● Problem: Where does the word "CheckboxError" show up in the data? Please find each such line and copy it.

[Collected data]
* * *

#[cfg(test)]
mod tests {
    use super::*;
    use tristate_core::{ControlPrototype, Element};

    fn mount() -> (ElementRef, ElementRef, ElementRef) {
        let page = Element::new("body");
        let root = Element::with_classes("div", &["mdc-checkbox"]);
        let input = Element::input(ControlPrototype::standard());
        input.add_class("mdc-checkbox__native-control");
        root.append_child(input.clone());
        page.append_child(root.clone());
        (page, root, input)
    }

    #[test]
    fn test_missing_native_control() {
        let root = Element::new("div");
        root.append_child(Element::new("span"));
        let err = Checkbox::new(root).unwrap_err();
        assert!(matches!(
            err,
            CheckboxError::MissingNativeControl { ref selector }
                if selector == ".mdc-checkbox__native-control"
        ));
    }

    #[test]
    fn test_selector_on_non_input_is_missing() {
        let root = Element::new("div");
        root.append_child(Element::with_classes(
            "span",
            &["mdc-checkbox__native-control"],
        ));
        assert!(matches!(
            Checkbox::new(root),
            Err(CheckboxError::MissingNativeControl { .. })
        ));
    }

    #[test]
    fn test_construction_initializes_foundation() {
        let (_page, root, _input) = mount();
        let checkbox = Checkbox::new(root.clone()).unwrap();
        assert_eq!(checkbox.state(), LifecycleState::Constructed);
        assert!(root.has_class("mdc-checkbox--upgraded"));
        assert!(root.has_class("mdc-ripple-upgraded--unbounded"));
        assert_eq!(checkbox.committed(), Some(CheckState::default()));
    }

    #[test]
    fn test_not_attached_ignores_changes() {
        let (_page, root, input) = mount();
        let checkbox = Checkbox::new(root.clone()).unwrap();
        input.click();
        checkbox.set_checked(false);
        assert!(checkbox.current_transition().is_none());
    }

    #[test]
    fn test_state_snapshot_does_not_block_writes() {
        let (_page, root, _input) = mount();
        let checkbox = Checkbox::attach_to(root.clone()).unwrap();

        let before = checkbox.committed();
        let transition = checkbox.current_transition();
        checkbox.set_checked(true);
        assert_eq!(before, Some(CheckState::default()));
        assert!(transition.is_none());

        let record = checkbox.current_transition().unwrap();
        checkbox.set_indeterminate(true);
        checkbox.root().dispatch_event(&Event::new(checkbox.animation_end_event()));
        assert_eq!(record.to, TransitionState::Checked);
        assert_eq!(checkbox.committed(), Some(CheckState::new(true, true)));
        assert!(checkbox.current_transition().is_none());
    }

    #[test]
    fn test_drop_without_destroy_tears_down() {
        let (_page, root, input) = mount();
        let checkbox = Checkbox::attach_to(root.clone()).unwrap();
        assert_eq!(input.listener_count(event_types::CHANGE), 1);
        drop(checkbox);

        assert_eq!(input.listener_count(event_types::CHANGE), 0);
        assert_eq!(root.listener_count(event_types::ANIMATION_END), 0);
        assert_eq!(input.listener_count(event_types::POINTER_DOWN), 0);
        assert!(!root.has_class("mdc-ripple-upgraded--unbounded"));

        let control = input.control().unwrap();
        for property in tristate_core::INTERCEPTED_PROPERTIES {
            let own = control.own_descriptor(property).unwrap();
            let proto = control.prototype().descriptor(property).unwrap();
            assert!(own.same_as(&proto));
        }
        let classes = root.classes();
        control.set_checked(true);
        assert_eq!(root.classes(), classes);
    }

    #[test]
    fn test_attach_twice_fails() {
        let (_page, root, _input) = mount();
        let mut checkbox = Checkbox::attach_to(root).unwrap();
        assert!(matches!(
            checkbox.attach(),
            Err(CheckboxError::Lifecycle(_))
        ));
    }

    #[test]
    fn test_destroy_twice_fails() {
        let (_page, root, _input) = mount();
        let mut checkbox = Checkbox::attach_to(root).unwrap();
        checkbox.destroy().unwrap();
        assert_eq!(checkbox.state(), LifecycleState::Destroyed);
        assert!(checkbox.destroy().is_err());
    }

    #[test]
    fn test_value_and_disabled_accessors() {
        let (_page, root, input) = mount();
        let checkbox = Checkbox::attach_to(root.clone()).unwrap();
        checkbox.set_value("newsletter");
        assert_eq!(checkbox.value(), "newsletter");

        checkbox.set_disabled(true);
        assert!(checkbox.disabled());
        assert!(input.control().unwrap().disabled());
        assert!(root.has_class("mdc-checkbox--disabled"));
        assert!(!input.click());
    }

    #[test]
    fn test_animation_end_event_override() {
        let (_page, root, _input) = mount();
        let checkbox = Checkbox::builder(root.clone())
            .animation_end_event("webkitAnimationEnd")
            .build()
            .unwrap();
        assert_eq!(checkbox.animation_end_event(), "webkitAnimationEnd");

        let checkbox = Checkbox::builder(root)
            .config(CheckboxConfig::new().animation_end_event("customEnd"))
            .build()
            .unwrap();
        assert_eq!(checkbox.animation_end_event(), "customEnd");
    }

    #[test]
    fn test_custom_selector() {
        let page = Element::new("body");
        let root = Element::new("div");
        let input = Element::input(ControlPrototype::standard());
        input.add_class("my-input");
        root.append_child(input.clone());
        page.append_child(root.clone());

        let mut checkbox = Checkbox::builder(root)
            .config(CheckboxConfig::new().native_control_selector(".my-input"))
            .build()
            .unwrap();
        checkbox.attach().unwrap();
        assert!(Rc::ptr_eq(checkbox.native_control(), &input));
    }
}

* * *

● Your solution:
            CheckboxError::MissingNativeControl { ref selector }
            Err(CheckboxError::MissingNativeControl { .. })
            Err(CheckboxError::Lifecycle(_))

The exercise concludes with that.